Stored entries

------

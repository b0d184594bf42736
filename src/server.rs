//! HTTP surface: routes, shared state, and error-to-response mapping.
//!
//! | Route | Body | Success |
//! |-------|------|---------|
//! | `POST /convert-pdf-to-png/`    | `{pdf_url, zoom?}` | `{message, images}` |
//! | `POST /parse-pdf-to-markdown/` | `{pdf_url}`        | `{message, markdown_pages}` |
//! | `POST /process-pdf/`           | `{pdf_url, zoom?}` | `{message, markdown_pages, images}` |
//! | `GET  /health`                 | –                  | `{status, version}` |
//!
//! Errors are returned as `{"error": <kind>, "detail": <message>}`. The image
//! route reports caller mistakes (bad zoom, failed download) as 400; the
//! Markdown and combined routes report every failure as 500. A timeout is
//! always 504. A body that does not parse is 400 on every route.

use crate::config::ServerConfig;
use crate::convert::Converter;
use crate::error::Pdf2PngError;
use crate::output::{ImagesResponse, MarkdownResponse, ProcessResponse};
use axum::{
    extract::{rejection::JsonRejection, State},
    http::StatusCode,
    response::{IntoResponse, Response},
    routing::{get, post},
    Json, Router,
};
use serde::{Deserialize, Serialize};
use std::sync::Arc;
use tokio::signal;
use tower_http::trace::TraceLayer;

/// Shared application state.
#[derive(Clone)]
pub struct AppState {
    inner: Arc<AppStateInner>,
}

struct AppStateInner {
    converter: Converter,
    default_zoom: u32,
}

impl AppState {
    pub fn new(converter: Converter, default_zoom: u32) -> Self {
        Self {
            inner: Arc::new(AppStateInner {
                converter,
                default_zoom,
            }),
        }
    }

    /// Build the production state (real fetcher + parsing service client).
    pub fn from_config(config: &ServerConfig) -> Result<Self, Pdf2PngError> {
        Ok(Self::new(
            Converter::from_config(config)?,
            config.default_zoom,
        ))
    }

    fn zoom_or_default(&self, zoom: Option<i64>) -> i64 {
        zoom.unwrap_or(i64::from(self.inner.default_zoom))
    }
}

/// Request body shared by the three conversion routes.
#[derive(Debug, Clone, Deserialize)]
pub struct PdfRequest {
    pub pdf_url: String,
    #[serde(default)]
    pub zoom: Option<i64>,
}

impl PdfRequest {
    fn from_body(body: Result<Json<PdfRequest>, JsonRejection>) -> Result<Self, ApiError> {
        body.map(|Json(request)| request).map_err(ApiError::bad_request)
    }
}

/// Error response body
#[derive(Serialize)]
struct ErrorResponse {
    error: &'static str,
    detail: String,
}

/// A pipeline error paired with the status it is reported with.
#[derive(Debug)]
pub struct ApiError {
    status: StatusCode,
    source: Pdf2PngError,
}

impl ApiError {
    /// Caller-input errors become 400, timeouts 504, everything else 500.
    pub fn classified(source: Pdf2PngError) -> Self {
        let status = match &source {
            Pdf2PngError::Timeout { .. } => StatusCode::GATEWAY_TIMEOUT,
            e if e.is_client_error() => StatusCode::BAD_REQUEST,
            _ => StatusCode::INTERNAL_SERVER_ERROR,
        };
        Self { status, source }
    }

    /// Every failure becomes 500, except timeouts (504).
    pub fn opaque(source: Pdf2PngError) -> Self {
        let status = match &source {
            Pdf2PngError::Timeout { .. } => StatusCode::GATEWAY_TIMEOUT,
            _ => StatusCode::INTERNAL_SERVER_ERROR,
        };
        Self { status, source }
    }

    /// A body that could not be read as a [`PdfRequest`]; 400 on every route.
    pub fn bad_request(rejection: JsonRejection) -> Self {
        Self {
            status: StatusCode::BAD_REQUEST,
            source: Pdf2PngError::InvalidRequest(rejection.body_text()),
        }
    }

    pub fn status(&self) -> StatusCode {
        self.status
    }
}

impl IntoResponse for ApiError {
    fn into_response(self) -> Response {
        if self.status.is_server_error() {
            tracing::error!("{} ({}): {}", self.status, self.source.kind(), self.source);
        } else {
            tracing::warn!("{} ({}): {}", self.status, self.source.kind(), self.source);
        }

        let body = Json(ErrorResponse {
            error: self.source.kind(),
            detail: self.source.to_string(),
        });

        (self.status, body).into_response()
    }
}

#[derive(Serialize)]
struct HealthResponse {
    status: &'static str,
    version: &'static str,
}

async fn health_check() -> Json<HealthResponse> {
    Json(HealthResponse {
        status: "healthy",
        version: env!("CARGO_PKG_VERSION"),
    })
}

async fn convert_pdf_to_png(
    State(state): State<AppState>,
    body: Result<Json<PdfRequest>, JsonRejection>,
) -> Result<Json<ImagesResponse>, ApiError> {
    let request = PdfRequest::from_body(body)?;
    let zoom = state.zoom_or_default(request.zoom);
    let images = state
        .inner
        .converter
        .convert_to_images(&request.pdf_url, zoom)
        .await
        .map_err(ApiError::classified)?;

    Ok(Json(ImagesResponse {
        message: "PDF converted to PNG images successfully".to_string(),
        images,
    }))
}

async fn parse_pdf_to_markdown(
    State(state): State<AppState>,
    body: Result<Json<PdfRequest>, JsonRejection>,
) -> Result<Json<MarkdownResponse>, ApiError> {
    let request = PdfRequest::from_body(body)?;
    let markdown_pages = state
        .inner
        .converter
        .parse_to_markdown(&request.pdf_url)
        .await
        .map_err(ApiError::opaque)?;

    Ok(Json(MarkdownResponse {
        message: "PDF parsed to Markdown successfully".to_string(),
        markdown_pages,
    }))
}

async fn process_pdf(
    State(state): State<AppState>,
    body: Result<Json<PdfRequest>, JsonRejection>,
) -> Result<Json<ProcessResponse>, ApiError> {
    let request = PdfRequest::from_body(body)?;
    let zoom = state.zoom_or_default(request.zoom);
    let (markdown_pages, images) = state
        .inner
        .converter
        .process(&request.pdf_url, zoom)
        .await
        .map_err(ApiError::opaque)?;

    Ok(Json(ProcessResponse {
        message: "Processing successful".to_string(),
        markdown_pages,
        images,
    }))
}

/// Build the application router.
pub fn router(state: AppState) -> Router {
    Router::new()
        .route("/health", get(health_check))
        .route("/convert-pdf-to-png/", post(convert_pdf_to_png))
        .route("/parse-pdf-to-markdown/", post(parse_pdf_to_markdown))
        .route("/process-pdf/", post(process_pdf))
        .layer(TraceLayer::new_for_http())
        .with_state(state)
}

/// Bind `config.bind_addr()` and serve until Ctrl+C / SIGTERM.
pub async fn serve(config: &ServerConfig, state: AppState) -> std::io::Result<()> {
    let addr = config.bind_addr();
    let listener = tokio::net::TcpListener::bind(addr).await?;
    tracing::info!("pdf2png-api listening on {}", listener.local_addr()?);

    axum::serve(listener, router(state))
        .with_graceful_shutdown(shutdown_signal())
        .await?;

    tracing::info!("Server shutdown complete");
    Ok(())
}

/// Graceful shutdown signal handler
async fn shutdown_signal() {
    let ctrl_c = async {
        if let Err(e) = signal::ctrl_c().await {
            tracing::error!("failed to install Ctrl+C handler: {}", e);
            std::future::pending::<()>().await;
        }
    };

    #[cfg(unix)]
    let terminate = async {
        match signal::unix::signal(signal::unix::SignalKind::terminate()) {
            Ok(mut sig) => {
                sig.recv().await;
            }
            Err(e) => {
                tracing::error!("failed to install SIGTERM handler: {}", e);
                std::future::pending::<()>().await;
            }
        }
    };

    #[cfg(not(unix))]
    let terminate = std::future::pending::<()>();

    tokio::select! {
        _ = ctrl_c => {},
        _ = terminate => {},
    }

    tracing::info!("Shutdown signal received");
}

------

## Goal of the exercise:
Repeat each line of the data exactly as it appears above.

## Answer to the problem:
repository b0d184594bf42736
filename src/server.rs
//! HTTP surface: routes, shared state, and error-to-response mapping.
//!
//! | Route | Body | Success |
//! |-------|------|---------|
//! | `POST /convert-pdf-to-png/`    | `{pdf_url, zoom?}` | `{message, images}` |
//! | `POST /parse-pdf-to-markdown/` | `{pdf_url}`        | `{message, markdown_pages}` |
//! | `POST /process-pdf/`           | `{pdf_url, zoom?}` | `{message, markdown_pages, images}` |
//! | `GET  /health`                 | –                  | `{status, version}` |
//!
//! Errors are returned as `{"error": <kind>, "detail": <message>}`. The image
//! route reports caller mistakes (bad zoom, failed download) as 400; the
//! Markdown and combined routes report every failure as 500. A timeout is
//! always 504. A body that does not parse is 400 on every route.

use crate::config::ServerConfig;
use crate::convert::Converter;
use crate::error::Pdf2PngError;
use crate::output::{ImagesResponse, MarkdownResponse, ProcessResponse};
use axum::{
    extract::{rejection::JsonRejection, State},
    http::StatusCode,
    response::{IntoResponse, Response},
    routing::{get, post},
    Json, Router,
};
use serde::{Deserialize, Serialize};
use std::sync::Arc;
use tokio::signal;
use tower_http::trace::TraceLayer;

/// Shared application state.
#[derive(Clone)]
pub struct AppState {
    inner: Arc<AppStateInner>,
}

struct AppStateInner {
    converter: Converter,
    default_zoom: u32,
}

impl AppState {
    pub fn new(converter: Converter, default_zoom: u32) -> Self {
        Self {
            inner: Arc::new(AppStateInner {
                converter,
                default_zoom,
            }),
        }
    }

    /// Build the production state (real fetcher + parsing service client).
    pub fn from_config(config: &ServerConfig) -> Result<Self, Pdf2PngError> {
        Ok(Self::new(
            Converter::from_config(config)?,
            config.default_zoom,
        ))
    }

    fn zoom_or_default(&self, zoom: Option<i64>) -> i64 {
        zoom.unwrap_or(i64::from(self.inner.default_zoom))
    }
}

/// Request body shared by the three conversion routes.
#[derive(Debug, Clone, Deserialize)]
pub struct PdfRequest {
    pub pdf_url: String,
    #[serde(default)]
    pub zoom: Option<i64>,
}

impl PdfRequest {
    fn from_body(body: Result<Json<PdfRequest>, JsonRejection>) -> Result<Self, ApiError> {
        body.map(|Json(request)| request).map_err(ApiError::bad_request)
    }
}

/// Error response body
#[derive(Serialize)]
struct ErrorResponse {
    error: &'static str,
    detail: String,
}

/// A pipeline error paired with the status it is reported with.
#[derive(Debug)]
pub struct ApiError {
    status: StatusCode,
    source: Pdf2PngError,
}

impl ApiError {
    /// Caller-input errors become 400, timeouts 504, everything else 500.
    pub fn classified(source: Pdf2PngError) -> Self {
        let status = match &source {
            Pdf2PngError::Timeout { .. } => StatusCode::GATEWAY_TIMEOUT,
            e if e.is_client_error() => StatusCode::BAD_REQUEST,
            _ => StatusCode::INTERNAL_SERVER_ERROR,
        };
        Self { status, source }
    }

    /// Every failure becomes 500, except timeouts (504).
    pub fn opaque(source: Pdf2PngError) -> Self {
        let status = match &source {
            Pdf2PngError::Timeout { .. } => StatusCode::GATEWAY_TIMEOUT,
            _ => StatusCode::INTERNAL_SERVER_ERROR,
        };
        Self { status, source }
    }

    /// A body that could not be read as a [`PdfRequest`]; 400 on every route.
    pub fn bad_request(rejection: JsonRejection) -> Self {
        Self {
            status: StatusCode::BAD_REQUEST,
            source: Pdf2PngError::InvalidRequest(rejection.body_text()),
        }
    }

    pub fn status(&self) -> StatusCode {
        self.status
    }
}

impl IntoResponse for ApiError {
    fn into_response(self) -> Response {
        if self.status.is_server_error() {
            tracing::error!("{} ({}): {}", self.status, self.source.kind(), self.source);
        } else {
            tracing::warn!("{} ({}): {}", self.status, self.source.kind(), self.source);
        }

        let body = Json(ErrorResponse {
            error: self.source.kind(),
            detail: self.source.to_string(),
        });

        (self.status, body).into_response()
    }
}

#[derive(Serialize)]
struct HealthResponse {
    status: &'static str,
    version: &'static str,
}

async fn health_check() -> Json<HealthResponse> {
    Json(HealthResponse {
        status: "healthy",
        version: env!("CARGO_PKG_VERSION"),
    })
}

async fn convert_pdf_to_png(
    State(state): State<AppState>,
    body: Result<Json<PdfRequest>, JsonRejection>,
) -> Result<Json<ImagesResponse>, ApiError> {
    let request = PdfRequest::from_body(body)?;
    let zoom = state.zoom_or_default(request.zoom);
    let images = state
        .inner
        .converter
        .convert_to_images(&request.pdf_url, zoom)
        .await
        .map_err(ApiError::classified)?;

    Ok(Json(ImagesResponse {
        message: "PDF converted to PNG images successfully".to_string(),
        images,
    }))
}

async fn parse_pdf_to_markdown(
    State(state): State<AppState>,
    body: Result<Json<PdfRequest>, JsonRejection>,
) -> Result<Json<MarkdownResponse>, ApiError> {
    let request = PdfRequest::from_body(body)?;
    let markdown_pages = state
        .inner
        .converter
        .parse_to_markdown(&request.pdf_url)
        .await
        .map_err(ApiError::opaque)?;

    Ok(Json(MarkdownResponse {
        message: "PDF parsed to Markdown successfully".to_string(),
        markdown_pages,
    }))
}

async fn process_pdf(
    State(state): State<AppState>,
    body: Result<Json<PdfRequest>, JsonRejection>,
) -> Result<Json<ProcessResponse>, ApiError> {
    let request = PdfRequest::from_body(body)?;
    let zoom = state.zoom_or_default(request.zoom);
    let (markdown_pages, images) = state
        .inner
        .converter
        .process(&request.pdf_url, zoom)
        .await
        .map_err(ApiError::opaque)?;

    Ok(Json(ProcessResponse {
        message: "Processing successful".to_string(),
        markdown_pages,
        images,
    }))
}

/// Build the application router.
pub fn router(state: AppState) -> Router {
    Router::new()
        .route("/health", get(health_check))
        .route("/convert-pdf-to-png/", post(convert_pdf_to_png))
        .route("/parse-pdf-to-markdown/", post(parse_pdf_to_markdown))
        .route("/process-pdf/", post(process_pdf))
        .layer(TraceLayer::new_for_http())
        .with_state(state)
}

/// Bind `config.bind_addr()` and serve until Ctrl+C / SIGTERM.
pub async fn serve(config: &ServerConfig, state: AppState) -> std::io::Result<()> {
    let addr = config.bind_addr();
    let listener = tokio::net::TcpListener::bind(addr).await?;
    tracing::info!("pdf2png-api listening on {}", listener.local_addr()?);

    axum::serve(listener, router(state))
        .with_graceful_shutdown(shutdown_signal())
        .await?;

    tracing::info!("Server shutdown complete");
    Ok(())
}

/// Graceful shutdown signal handler
async fn shutdown_signal() {
    let ctrl_c = async {
        if let Err(e) = signal::ctrl_c().await {
            tracing::error!("failed to install Ctrl+C handler: {}", e);
            std::future::pending::<()>().await;
        }
    };

    #[cfg(unix)]
    let terminate = async {
        match signal::unix::signal(signal::unix::SignalKind::terminate()) {
            Ok(mut sig) => {
                sig.recv().await;
            }
            Err(e) => {
                tracing::error!("failed to install SIGTERM handler: {}", e);
                std::future::pending::<()>().await;
            }
        }
    };

    #[cfg(not(unix))]
    let terminate = std::future::pending::<()>();

    tokio::select! {
        _ = ctrl_c => {},
        _ = terminate => {},
    }

    tracing::info!("Shutdown signal received");
}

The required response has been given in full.